** Supplied records **
————

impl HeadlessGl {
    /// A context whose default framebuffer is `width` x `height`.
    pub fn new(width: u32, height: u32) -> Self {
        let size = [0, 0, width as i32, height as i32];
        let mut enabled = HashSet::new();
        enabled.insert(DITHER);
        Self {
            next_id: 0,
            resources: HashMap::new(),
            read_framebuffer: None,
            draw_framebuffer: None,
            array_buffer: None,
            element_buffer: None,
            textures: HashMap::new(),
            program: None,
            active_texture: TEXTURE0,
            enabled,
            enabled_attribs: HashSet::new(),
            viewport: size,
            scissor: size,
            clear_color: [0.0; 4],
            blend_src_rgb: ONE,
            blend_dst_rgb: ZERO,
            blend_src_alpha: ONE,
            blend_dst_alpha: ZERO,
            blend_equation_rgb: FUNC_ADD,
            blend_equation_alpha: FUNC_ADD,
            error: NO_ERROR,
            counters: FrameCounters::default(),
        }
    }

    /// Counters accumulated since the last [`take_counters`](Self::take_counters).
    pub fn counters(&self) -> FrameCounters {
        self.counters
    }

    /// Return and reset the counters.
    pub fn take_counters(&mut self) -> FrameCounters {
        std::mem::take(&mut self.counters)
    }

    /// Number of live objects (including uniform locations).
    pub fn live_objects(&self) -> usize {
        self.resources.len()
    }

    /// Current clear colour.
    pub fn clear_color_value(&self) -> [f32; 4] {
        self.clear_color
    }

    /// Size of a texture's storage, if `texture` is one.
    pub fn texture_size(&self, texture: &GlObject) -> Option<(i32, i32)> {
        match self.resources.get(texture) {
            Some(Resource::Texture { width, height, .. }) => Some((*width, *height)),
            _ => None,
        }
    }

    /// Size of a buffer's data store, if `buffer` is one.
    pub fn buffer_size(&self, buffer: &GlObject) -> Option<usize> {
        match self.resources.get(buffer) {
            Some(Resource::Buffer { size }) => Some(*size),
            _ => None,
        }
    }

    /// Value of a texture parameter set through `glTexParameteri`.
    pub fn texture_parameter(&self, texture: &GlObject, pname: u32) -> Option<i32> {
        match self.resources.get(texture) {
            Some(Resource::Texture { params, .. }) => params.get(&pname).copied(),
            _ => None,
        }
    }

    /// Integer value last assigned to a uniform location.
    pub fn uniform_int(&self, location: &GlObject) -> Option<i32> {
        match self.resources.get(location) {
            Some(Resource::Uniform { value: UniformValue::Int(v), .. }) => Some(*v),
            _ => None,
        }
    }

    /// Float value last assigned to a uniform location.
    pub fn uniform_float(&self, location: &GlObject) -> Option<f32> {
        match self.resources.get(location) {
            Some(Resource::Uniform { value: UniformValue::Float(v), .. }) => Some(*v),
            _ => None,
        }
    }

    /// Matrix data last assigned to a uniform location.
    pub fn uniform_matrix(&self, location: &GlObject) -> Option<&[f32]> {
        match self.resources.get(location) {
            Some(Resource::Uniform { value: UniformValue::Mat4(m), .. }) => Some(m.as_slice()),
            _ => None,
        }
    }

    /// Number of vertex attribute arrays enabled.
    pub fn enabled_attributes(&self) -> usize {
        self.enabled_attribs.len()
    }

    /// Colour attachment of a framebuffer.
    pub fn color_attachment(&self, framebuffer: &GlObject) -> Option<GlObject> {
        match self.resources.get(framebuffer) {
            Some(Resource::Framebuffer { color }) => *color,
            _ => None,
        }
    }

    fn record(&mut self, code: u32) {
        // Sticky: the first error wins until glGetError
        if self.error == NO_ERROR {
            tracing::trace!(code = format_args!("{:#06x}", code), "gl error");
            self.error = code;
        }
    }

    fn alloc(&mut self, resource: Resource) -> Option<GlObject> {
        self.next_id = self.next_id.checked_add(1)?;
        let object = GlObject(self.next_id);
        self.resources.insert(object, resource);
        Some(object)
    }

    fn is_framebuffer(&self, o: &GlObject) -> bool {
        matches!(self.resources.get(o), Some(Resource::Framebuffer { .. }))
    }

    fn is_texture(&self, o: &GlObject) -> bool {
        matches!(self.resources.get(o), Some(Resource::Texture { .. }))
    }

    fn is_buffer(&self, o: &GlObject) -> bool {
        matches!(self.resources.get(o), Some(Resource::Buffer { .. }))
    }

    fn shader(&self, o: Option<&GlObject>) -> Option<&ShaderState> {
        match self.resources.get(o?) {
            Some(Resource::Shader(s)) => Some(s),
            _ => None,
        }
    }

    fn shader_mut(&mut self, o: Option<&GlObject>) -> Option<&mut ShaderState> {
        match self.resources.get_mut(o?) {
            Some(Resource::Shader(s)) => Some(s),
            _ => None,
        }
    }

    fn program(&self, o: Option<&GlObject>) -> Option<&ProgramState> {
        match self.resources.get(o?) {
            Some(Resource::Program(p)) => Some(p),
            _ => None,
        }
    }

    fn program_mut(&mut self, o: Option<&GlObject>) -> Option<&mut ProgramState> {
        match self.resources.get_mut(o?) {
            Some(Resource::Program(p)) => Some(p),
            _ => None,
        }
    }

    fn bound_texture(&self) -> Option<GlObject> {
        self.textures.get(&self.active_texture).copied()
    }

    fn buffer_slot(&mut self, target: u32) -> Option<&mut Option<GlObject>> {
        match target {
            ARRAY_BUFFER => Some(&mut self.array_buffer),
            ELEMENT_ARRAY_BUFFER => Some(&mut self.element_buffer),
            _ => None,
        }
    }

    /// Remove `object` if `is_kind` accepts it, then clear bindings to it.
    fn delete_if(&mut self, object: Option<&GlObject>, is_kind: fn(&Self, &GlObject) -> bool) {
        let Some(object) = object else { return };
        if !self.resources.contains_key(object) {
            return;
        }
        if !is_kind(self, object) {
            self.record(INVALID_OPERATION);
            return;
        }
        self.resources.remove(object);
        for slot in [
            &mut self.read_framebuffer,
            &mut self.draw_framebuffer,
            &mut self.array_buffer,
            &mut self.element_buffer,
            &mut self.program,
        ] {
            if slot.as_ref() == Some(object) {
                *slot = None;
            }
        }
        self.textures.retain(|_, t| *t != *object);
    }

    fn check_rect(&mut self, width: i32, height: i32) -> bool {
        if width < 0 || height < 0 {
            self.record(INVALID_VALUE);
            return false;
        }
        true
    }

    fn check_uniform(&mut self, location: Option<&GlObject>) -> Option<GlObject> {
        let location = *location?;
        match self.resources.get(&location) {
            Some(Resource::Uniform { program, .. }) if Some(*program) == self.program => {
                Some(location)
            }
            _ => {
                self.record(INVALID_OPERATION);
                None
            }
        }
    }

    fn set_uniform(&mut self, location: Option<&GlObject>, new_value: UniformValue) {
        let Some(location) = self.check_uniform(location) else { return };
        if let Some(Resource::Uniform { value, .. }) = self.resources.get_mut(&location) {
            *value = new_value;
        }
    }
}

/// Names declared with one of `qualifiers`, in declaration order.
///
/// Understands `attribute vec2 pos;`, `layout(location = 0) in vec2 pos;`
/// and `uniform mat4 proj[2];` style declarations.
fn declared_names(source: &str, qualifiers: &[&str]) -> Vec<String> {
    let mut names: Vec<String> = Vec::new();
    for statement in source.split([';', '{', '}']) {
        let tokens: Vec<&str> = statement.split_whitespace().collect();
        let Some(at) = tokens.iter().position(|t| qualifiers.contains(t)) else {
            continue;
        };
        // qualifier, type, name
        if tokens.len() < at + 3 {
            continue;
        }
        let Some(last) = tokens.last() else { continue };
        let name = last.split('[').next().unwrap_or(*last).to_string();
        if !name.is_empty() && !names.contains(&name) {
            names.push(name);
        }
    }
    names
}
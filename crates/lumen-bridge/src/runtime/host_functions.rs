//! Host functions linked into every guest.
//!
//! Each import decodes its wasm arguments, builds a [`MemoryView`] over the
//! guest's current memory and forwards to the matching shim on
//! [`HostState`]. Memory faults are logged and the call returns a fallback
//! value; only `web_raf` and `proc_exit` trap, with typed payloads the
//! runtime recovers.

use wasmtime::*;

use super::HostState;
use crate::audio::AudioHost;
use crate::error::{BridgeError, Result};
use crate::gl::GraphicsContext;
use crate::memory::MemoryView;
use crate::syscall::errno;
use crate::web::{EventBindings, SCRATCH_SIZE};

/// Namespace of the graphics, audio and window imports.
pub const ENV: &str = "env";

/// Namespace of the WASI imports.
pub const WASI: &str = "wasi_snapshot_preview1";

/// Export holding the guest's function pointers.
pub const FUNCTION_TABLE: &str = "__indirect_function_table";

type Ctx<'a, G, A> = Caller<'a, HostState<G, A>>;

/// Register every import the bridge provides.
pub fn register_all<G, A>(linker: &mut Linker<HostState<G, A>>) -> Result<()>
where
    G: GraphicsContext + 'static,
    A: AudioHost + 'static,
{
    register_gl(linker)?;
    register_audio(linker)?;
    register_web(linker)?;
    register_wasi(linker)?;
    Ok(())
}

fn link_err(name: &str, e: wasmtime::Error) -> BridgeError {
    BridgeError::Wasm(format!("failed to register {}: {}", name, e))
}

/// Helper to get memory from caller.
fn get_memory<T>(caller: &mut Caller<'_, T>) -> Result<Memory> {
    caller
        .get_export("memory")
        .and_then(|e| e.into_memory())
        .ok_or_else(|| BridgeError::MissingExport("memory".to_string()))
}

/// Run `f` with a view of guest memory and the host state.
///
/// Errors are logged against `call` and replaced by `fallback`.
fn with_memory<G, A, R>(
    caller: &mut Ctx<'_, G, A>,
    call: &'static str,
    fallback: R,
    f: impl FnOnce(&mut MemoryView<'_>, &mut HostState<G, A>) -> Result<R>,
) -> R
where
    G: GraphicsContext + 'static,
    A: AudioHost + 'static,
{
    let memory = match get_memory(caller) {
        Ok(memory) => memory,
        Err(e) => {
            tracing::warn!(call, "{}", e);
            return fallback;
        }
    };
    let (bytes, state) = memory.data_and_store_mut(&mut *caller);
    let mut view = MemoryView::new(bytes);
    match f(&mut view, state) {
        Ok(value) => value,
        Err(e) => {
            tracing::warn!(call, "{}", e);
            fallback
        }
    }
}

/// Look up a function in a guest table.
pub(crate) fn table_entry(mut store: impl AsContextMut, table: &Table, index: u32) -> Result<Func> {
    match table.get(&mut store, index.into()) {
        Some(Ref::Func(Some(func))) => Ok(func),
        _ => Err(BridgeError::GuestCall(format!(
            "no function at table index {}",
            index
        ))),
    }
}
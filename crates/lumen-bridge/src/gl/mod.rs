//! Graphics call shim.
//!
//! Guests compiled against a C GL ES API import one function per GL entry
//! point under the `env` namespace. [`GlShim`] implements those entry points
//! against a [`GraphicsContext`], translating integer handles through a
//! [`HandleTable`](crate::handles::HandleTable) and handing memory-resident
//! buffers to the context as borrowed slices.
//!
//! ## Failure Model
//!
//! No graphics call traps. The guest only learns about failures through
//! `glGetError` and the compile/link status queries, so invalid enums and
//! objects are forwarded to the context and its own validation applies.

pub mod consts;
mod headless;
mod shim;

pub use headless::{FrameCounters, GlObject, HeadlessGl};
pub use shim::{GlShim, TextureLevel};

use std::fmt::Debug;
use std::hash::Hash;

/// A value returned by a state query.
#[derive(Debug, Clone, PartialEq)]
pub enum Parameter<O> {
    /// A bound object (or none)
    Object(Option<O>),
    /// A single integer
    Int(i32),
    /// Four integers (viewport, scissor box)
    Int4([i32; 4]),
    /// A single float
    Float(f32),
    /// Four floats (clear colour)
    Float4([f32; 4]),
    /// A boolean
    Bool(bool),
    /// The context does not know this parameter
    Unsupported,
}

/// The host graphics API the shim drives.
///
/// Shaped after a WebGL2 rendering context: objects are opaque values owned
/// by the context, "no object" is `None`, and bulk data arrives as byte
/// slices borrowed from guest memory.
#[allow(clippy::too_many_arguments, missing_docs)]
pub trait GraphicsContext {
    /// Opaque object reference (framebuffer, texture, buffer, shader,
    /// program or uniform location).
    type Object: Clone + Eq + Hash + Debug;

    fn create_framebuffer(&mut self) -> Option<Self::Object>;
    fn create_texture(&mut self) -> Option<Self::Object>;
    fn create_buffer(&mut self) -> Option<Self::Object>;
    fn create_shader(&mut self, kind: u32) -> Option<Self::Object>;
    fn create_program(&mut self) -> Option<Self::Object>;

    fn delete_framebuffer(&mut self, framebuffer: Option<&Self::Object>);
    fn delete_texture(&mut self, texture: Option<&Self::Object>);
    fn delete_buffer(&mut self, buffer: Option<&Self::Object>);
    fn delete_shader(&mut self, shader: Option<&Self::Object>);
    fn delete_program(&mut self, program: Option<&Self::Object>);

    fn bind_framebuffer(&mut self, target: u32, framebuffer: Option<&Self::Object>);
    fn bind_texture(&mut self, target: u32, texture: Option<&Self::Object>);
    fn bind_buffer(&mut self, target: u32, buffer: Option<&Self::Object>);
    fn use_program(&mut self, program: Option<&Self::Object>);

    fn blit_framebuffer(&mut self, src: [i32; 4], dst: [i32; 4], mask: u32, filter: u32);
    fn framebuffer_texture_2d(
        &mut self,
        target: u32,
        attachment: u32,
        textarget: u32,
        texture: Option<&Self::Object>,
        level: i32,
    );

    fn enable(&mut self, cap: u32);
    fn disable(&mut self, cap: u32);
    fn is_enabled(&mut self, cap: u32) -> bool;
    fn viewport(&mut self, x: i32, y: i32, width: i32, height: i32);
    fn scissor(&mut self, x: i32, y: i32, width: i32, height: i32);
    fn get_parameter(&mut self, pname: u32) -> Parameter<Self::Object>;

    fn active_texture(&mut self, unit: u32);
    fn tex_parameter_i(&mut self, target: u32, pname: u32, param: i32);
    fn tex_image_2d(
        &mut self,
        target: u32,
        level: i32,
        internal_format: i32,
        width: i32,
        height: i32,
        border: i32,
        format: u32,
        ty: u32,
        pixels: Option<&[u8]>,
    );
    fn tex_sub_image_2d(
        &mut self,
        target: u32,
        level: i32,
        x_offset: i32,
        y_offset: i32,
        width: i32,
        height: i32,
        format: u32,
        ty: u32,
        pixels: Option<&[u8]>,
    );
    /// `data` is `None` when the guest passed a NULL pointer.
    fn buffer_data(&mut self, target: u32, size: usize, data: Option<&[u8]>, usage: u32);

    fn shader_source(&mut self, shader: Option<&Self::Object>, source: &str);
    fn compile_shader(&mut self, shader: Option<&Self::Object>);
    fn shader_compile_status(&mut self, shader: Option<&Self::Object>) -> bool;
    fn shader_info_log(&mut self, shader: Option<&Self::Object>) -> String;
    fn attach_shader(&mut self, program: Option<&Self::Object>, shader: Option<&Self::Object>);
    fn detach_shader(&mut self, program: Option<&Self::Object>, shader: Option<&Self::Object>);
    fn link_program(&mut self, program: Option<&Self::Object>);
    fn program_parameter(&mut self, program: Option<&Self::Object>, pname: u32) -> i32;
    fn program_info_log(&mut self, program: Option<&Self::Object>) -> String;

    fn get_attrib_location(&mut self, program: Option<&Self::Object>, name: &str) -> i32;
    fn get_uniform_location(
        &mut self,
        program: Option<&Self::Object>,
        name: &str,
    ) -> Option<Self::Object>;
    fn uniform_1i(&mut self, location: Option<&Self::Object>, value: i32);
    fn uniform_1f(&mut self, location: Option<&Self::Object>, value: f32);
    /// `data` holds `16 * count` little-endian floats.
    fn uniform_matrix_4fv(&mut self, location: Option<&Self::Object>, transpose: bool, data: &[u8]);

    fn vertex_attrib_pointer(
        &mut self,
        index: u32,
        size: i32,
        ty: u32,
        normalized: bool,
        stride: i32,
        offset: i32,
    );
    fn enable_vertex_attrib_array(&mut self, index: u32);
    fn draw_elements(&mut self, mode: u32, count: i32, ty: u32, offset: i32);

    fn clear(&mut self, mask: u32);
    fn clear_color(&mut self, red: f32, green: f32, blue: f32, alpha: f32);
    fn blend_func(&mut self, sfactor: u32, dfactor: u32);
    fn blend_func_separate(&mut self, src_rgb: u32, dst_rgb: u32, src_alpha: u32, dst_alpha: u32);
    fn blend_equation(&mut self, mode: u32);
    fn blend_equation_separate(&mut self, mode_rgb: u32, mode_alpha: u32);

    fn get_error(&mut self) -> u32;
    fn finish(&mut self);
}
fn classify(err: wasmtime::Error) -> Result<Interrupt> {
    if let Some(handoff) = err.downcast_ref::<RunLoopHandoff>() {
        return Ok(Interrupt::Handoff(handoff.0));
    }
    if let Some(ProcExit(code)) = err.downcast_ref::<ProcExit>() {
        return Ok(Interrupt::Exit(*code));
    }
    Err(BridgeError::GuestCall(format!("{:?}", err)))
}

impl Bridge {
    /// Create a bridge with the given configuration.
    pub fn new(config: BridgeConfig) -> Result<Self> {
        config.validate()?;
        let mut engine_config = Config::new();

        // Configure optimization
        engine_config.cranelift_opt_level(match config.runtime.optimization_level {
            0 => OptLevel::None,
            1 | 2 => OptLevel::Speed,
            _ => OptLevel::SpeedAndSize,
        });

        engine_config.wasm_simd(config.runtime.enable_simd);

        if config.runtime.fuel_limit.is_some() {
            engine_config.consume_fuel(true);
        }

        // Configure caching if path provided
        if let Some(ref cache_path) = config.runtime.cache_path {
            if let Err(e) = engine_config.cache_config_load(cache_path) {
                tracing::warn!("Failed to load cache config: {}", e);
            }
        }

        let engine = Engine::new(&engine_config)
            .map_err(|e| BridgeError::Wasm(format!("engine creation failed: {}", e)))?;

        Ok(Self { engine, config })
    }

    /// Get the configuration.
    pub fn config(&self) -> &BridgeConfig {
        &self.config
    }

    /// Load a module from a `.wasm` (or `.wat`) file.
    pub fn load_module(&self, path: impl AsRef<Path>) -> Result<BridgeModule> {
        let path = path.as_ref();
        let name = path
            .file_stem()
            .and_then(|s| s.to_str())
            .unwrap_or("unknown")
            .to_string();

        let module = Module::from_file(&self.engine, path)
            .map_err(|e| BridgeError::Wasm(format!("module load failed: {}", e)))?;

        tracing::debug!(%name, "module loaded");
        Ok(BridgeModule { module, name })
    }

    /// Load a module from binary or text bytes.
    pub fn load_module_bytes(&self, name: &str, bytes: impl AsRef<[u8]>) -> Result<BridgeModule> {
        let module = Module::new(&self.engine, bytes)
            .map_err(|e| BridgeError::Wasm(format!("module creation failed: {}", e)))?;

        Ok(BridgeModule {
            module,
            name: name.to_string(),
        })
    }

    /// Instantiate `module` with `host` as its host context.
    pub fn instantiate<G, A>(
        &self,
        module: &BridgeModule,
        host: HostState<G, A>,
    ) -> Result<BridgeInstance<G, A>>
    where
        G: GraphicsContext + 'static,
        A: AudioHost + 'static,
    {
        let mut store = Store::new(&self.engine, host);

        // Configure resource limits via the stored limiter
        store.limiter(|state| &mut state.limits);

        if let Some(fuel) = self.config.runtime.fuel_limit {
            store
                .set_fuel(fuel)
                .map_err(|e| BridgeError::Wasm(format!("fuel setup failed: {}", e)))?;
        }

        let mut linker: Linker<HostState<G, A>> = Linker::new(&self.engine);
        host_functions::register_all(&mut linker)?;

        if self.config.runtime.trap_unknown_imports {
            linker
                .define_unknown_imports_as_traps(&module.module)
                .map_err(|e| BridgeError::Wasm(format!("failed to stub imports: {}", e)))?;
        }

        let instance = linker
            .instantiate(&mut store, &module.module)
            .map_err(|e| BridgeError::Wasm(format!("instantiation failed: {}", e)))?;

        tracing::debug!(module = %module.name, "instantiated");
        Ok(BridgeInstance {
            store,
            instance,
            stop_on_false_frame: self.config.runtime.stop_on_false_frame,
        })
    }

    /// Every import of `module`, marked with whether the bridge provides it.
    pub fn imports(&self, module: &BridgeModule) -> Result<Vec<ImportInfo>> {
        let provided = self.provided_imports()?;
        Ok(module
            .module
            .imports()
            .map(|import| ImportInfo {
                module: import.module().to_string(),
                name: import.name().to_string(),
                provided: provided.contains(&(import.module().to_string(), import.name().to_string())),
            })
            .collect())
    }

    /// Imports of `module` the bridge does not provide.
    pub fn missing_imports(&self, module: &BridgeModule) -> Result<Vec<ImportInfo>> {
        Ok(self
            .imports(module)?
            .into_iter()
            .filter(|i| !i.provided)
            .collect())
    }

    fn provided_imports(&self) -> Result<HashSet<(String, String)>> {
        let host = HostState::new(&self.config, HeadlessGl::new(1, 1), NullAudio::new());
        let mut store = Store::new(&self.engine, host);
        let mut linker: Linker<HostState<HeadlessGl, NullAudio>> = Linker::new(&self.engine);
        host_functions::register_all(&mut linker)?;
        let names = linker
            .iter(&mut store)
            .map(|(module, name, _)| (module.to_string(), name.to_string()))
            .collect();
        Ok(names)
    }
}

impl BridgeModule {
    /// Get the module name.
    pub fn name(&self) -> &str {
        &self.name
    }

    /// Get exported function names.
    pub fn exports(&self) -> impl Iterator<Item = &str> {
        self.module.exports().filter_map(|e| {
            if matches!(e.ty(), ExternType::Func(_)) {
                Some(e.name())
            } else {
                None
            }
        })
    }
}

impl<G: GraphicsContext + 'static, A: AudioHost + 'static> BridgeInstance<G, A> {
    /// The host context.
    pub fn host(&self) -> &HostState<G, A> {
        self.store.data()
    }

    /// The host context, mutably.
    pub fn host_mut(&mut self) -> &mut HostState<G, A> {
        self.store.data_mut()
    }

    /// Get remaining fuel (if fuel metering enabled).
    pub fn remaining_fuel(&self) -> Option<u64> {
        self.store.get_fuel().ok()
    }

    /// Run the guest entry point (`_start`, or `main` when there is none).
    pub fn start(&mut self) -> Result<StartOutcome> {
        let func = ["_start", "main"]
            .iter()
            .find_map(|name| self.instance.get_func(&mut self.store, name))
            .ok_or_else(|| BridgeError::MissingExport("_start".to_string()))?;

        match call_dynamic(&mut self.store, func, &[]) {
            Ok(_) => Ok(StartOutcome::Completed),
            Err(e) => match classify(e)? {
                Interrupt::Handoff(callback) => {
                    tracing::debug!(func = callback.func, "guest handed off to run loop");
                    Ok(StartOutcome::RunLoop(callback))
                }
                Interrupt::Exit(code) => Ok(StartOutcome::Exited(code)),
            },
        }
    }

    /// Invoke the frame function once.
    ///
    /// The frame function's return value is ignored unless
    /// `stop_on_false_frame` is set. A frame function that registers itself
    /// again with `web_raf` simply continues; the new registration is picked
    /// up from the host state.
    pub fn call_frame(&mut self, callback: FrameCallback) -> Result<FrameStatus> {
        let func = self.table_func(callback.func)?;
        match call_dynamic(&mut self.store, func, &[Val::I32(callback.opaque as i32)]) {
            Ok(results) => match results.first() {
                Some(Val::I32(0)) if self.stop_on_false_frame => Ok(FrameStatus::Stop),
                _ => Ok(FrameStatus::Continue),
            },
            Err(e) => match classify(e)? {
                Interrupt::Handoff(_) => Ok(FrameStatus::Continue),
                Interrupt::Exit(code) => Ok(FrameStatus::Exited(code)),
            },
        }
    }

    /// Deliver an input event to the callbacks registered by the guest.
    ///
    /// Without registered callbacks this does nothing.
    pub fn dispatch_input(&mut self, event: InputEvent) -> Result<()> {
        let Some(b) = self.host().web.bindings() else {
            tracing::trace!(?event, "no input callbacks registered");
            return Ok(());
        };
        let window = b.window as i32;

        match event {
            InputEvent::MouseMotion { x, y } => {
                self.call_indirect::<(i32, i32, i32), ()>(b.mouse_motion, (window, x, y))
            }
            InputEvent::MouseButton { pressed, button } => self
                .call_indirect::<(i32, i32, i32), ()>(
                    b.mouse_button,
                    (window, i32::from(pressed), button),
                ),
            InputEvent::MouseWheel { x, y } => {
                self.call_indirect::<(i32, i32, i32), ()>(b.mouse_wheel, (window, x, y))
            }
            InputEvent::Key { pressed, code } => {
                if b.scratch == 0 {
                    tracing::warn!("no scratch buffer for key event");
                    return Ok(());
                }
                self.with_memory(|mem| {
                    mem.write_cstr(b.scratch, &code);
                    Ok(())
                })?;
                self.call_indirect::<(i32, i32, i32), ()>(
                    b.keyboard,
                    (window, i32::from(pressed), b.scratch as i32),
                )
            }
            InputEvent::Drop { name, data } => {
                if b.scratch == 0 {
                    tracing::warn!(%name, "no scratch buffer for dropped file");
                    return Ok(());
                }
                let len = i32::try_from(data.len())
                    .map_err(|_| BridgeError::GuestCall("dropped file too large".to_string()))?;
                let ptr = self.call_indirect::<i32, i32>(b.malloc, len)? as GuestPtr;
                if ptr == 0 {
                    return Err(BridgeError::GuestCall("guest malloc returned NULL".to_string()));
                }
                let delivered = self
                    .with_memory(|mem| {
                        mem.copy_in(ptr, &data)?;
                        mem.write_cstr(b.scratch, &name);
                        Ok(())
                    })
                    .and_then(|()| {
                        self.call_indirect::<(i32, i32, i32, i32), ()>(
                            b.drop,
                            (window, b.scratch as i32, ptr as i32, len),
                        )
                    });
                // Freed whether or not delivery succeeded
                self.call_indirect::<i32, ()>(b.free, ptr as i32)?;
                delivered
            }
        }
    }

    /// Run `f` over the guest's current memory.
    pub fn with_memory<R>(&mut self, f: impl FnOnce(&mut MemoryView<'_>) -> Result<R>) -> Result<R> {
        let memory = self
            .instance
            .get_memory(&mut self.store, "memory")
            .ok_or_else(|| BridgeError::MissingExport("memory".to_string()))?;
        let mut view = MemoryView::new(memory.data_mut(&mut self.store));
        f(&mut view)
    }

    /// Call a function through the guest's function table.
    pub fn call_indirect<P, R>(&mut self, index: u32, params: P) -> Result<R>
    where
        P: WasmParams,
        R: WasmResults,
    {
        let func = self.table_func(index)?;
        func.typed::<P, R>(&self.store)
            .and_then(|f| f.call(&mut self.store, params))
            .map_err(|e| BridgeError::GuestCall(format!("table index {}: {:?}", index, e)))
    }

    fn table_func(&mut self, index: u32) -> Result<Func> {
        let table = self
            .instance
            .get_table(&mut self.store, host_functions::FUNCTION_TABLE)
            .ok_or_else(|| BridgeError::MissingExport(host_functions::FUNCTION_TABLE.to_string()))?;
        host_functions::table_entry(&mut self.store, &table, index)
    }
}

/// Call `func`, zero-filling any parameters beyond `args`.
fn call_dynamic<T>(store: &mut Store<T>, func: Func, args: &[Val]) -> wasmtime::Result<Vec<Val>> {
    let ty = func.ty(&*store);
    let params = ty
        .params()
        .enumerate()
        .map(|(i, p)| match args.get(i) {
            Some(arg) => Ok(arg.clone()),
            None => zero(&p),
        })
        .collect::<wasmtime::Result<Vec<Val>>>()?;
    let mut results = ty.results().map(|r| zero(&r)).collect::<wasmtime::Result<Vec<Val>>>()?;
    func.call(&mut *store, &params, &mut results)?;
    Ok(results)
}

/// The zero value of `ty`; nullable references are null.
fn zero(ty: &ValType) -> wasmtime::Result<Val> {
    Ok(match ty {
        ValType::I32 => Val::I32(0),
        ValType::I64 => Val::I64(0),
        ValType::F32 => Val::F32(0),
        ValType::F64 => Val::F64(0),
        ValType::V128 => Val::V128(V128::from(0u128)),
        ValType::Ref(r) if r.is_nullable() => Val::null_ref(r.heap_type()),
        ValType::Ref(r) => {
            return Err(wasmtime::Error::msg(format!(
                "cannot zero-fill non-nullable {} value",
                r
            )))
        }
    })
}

————

** Task details **
Say how many lines in the entries include the word "HostState", with no text around the number.

** Solution below **
11